┌──
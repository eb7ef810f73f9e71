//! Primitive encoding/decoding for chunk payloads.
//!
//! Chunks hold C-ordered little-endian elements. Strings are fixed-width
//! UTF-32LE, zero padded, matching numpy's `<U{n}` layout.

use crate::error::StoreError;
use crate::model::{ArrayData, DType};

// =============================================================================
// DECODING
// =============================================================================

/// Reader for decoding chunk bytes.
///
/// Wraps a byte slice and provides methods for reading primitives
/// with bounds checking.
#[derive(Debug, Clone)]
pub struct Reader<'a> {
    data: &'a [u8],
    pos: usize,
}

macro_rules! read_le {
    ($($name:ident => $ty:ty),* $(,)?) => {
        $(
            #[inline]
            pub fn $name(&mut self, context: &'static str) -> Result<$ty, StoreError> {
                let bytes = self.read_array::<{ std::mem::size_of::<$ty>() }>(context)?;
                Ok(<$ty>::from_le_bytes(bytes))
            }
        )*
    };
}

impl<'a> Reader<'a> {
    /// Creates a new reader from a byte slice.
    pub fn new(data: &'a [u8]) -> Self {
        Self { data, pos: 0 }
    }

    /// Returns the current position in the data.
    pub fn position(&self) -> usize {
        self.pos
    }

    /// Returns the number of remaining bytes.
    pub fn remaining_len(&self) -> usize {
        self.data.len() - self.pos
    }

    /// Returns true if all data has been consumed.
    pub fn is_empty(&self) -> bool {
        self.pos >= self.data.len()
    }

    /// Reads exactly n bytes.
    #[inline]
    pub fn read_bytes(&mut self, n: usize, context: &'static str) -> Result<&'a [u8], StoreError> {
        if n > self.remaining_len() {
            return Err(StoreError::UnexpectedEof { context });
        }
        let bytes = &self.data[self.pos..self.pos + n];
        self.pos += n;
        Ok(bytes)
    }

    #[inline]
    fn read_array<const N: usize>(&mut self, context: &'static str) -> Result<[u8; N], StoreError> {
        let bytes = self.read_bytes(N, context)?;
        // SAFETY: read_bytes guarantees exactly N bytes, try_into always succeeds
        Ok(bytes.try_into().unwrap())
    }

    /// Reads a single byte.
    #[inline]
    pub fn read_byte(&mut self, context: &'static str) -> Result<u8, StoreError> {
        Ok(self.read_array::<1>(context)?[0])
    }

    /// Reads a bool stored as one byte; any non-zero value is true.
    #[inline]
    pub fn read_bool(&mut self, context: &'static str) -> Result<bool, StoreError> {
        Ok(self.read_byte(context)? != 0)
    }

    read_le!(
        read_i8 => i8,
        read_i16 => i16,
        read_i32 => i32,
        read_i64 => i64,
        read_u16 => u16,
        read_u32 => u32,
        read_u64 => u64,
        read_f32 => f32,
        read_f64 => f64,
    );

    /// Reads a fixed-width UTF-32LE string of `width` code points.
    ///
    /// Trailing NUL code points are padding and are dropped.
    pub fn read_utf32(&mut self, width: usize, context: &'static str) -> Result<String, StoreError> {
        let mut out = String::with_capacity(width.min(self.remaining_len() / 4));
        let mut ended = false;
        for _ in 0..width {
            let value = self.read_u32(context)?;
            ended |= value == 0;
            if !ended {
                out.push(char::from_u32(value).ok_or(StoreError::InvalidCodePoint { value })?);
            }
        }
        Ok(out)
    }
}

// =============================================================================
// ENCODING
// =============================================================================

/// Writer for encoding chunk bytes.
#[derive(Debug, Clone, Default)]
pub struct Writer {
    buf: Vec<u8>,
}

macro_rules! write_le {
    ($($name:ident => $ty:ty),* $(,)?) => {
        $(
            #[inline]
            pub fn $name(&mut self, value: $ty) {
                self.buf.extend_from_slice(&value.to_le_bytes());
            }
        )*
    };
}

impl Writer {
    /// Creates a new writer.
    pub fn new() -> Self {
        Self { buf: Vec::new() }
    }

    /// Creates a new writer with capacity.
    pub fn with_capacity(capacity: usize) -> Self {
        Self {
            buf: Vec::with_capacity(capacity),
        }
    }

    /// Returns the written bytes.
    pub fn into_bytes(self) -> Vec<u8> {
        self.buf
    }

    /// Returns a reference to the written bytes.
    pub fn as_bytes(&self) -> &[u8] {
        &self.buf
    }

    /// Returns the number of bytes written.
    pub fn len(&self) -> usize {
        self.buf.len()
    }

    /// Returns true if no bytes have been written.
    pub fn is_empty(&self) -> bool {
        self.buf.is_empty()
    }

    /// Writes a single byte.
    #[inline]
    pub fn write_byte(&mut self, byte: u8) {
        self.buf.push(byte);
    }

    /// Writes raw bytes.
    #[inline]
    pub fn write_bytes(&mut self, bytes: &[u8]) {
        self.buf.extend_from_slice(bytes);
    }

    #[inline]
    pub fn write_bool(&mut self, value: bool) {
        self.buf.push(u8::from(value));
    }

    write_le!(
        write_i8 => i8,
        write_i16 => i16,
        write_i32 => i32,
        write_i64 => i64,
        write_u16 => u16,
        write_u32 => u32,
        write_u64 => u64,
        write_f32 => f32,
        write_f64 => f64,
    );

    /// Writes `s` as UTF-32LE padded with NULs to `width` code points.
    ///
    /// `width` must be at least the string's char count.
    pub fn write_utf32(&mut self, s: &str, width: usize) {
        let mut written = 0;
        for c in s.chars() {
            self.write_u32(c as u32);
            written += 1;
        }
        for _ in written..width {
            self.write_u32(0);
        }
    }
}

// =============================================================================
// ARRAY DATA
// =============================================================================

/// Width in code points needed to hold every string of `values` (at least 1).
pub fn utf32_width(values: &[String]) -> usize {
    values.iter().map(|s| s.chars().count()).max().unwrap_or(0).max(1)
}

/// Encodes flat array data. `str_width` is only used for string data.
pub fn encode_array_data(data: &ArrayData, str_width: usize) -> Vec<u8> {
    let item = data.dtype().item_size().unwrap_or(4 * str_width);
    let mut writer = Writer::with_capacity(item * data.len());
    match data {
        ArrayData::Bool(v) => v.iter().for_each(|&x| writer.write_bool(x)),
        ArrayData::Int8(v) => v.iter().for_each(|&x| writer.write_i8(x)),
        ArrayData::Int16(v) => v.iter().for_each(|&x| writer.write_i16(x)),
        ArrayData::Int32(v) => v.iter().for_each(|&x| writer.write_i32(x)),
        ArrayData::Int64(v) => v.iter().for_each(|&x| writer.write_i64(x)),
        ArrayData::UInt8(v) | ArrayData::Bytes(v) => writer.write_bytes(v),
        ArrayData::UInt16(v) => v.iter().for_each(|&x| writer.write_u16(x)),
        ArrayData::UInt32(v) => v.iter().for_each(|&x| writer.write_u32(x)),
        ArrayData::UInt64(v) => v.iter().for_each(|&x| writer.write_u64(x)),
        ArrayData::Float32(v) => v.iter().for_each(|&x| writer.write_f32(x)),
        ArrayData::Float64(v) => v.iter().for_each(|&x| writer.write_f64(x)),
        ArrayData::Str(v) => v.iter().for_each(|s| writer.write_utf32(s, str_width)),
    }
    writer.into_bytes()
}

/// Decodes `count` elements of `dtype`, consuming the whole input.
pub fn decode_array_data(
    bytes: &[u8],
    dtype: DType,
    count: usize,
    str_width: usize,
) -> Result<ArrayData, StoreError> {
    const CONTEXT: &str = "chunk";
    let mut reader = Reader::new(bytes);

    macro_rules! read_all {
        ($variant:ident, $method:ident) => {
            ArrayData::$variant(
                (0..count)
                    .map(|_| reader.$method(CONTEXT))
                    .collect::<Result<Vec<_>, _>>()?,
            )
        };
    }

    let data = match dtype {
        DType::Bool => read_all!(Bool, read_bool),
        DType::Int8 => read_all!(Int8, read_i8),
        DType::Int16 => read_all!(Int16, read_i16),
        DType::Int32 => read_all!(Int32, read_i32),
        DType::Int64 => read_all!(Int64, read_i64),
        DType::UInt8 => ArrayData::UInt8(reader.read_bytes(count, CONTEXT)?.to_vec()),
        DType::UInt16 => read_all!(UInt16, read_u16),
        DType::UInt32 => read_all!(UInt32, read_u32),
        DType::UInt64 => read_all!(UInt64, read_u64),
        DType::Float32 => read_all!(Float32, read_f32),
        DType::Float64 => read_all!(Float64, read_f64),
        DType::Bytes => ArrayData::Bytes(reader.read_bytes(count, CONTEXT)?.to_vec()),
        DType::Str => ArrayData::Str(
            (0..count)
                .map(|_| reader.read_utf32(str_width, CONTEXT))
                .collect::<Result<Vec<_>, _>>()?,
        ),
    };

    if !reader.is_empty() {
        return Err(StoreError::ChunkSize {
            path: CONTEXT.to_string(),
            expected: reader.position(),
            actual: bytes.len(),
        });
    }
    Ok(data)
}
└──
**How to complete this task**
For this exercise, please output exactly the lines above starting at the line with "pub fn new(data: &'a" and ending at the line with "has been consumed.", ends included.

**Written response**
    pub fn new(data: &'a [u8]) -> Self {
        Self { data, pos: 0 }
    }

    /// Returns the current position in the data.
    pub fn position(&self) -> usize {
        self.pos
    }

    /// Returns the number of remaining bytes.
    pub fn remaining_len(&self) -> usize {
        self.data.len() - self.pos
    }

    /// Returns true if all data has been consumed.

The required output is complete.